##### Extracted material

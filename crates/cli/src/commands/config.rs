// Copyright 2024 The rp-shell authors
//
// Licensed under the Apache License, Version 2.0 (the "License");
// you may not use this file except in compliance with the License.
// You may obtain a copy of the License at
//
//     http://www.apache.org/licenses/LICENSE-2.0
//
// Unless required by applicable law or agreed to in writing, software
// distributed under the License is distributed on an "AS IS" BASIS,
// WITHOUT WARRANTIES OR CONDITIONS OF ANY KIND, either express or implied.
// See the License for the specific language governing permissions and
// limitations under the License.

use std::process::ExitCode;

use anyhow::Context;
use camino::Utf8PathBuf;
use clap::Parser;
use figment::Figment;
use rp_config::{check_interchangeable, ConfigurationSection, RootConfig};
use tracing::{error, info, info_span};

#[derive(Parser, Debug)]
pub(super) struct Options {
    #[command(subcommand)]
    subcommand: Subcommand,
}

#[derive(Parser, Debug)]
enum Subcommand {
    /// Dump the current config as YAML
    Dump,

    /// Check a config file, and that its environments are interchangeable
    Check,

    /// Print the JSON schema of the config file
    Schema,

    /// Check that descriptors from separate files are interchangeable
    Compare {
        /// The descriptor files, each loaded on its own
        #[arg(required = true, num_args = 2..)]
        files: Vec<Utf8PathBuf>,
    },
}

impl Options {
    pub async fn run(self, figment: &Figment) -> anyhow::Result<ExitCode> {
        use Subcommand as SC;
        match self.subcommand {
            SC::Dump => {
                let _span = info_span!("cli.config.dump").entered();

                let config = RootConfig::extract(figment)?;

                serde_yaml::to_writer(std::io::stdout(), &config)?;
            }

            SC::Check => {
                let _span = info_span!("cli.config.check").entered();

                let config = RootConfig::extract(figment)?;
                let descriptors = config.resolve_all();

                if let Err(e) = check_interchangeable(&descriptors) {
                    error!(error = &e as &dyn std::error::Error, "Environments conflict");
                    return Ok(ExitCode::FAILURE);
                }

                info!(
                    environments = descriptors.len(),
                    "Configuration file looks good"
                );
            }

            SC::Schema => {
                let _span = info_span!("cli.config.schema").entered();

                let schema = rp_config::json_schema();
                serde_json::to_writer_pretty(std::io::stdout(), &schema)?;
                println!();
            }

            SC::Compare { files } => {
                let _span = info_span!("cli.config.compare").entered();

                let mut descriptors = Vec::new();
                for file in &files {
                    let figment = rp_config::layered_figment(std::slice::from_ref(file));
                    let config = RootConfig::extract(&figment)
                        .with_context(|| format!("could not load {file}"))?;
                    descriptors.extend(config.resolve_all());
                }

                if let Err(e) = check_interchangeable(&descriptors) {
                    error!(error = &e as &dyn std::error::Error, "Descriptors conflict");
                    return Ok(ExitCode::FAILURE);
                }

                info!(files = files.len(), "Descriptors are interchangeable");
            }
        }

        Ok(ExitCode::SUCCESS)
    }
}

##########
##### Extracted material

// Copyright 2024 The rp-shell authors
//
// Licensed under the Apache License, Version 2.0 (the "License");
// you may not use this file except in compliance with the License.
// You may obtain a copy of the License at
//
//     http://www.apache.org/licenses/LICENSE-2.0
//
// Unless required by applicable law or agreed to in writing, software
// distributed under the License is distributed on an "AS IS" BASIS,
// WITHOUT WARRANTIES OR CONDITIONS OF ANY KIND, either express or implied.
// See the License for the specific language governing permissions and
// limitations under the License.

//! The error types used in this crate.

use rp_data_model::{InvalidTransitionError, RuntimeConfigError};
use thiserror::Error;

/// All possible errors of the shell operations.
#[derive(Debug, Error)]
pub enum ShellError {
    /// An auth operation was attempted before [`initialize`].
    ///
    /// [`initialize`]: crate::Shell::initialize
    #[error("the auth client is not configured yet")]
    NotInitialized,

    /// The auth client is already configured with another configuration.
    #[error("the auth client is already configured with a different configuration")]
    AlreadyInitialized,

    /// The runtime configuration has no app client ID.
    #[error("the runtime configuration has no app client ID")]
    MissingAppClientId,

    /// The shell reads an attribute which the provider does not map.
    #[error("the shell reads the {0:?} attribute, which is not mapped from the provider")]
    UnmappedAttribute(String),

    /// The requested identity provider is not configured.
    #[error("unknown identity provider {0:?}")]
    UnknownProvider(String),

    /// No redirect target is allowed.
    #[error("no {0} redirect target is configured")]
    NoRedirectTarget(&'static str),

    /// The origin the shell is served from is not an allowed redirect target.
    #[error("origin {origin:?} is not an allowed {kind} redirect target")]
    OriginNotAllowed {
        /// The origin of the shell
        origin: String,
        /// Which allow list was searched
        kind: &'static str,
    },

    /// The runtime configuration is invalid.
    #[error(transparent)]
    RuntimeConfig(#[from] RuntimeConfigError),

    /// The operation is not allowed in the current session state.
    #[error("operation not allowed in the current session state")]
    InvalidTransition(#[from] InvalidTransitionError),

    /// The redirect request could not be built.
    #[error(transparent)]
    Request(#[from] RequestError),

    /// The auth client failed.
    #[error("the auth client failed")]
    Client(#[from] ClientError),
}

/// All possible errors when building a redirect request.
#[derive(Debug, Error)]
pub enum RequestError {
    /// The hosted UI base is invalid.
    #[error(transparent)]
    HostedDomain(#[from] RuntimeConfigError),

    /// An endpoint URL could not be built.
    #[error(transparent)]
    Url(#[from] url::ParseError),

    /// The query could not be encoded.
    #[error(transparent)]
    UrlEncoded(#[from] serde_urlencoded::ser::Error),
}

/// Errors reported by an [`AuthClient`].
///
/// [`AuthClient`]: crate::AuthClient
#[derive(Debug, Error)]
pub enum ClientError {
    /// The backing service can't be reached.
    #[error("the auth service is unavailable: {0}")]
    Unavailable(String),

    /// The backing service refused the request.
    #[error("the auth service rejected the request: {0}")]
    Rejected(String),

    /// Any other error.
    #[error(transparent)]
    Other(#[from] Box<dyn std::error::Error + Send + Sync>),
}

##########

- Instructions to follow: Your answer should be every line above that contains the word "entered".

- Task answer:
                let _span = info_span!("cli.config.dump").entered();
                let _span = info_span!("cli.config.check").entered();
                let _span = info_span!("cli.config.schema").entered();
                let _span = info_span!("cli.config.compare").entered();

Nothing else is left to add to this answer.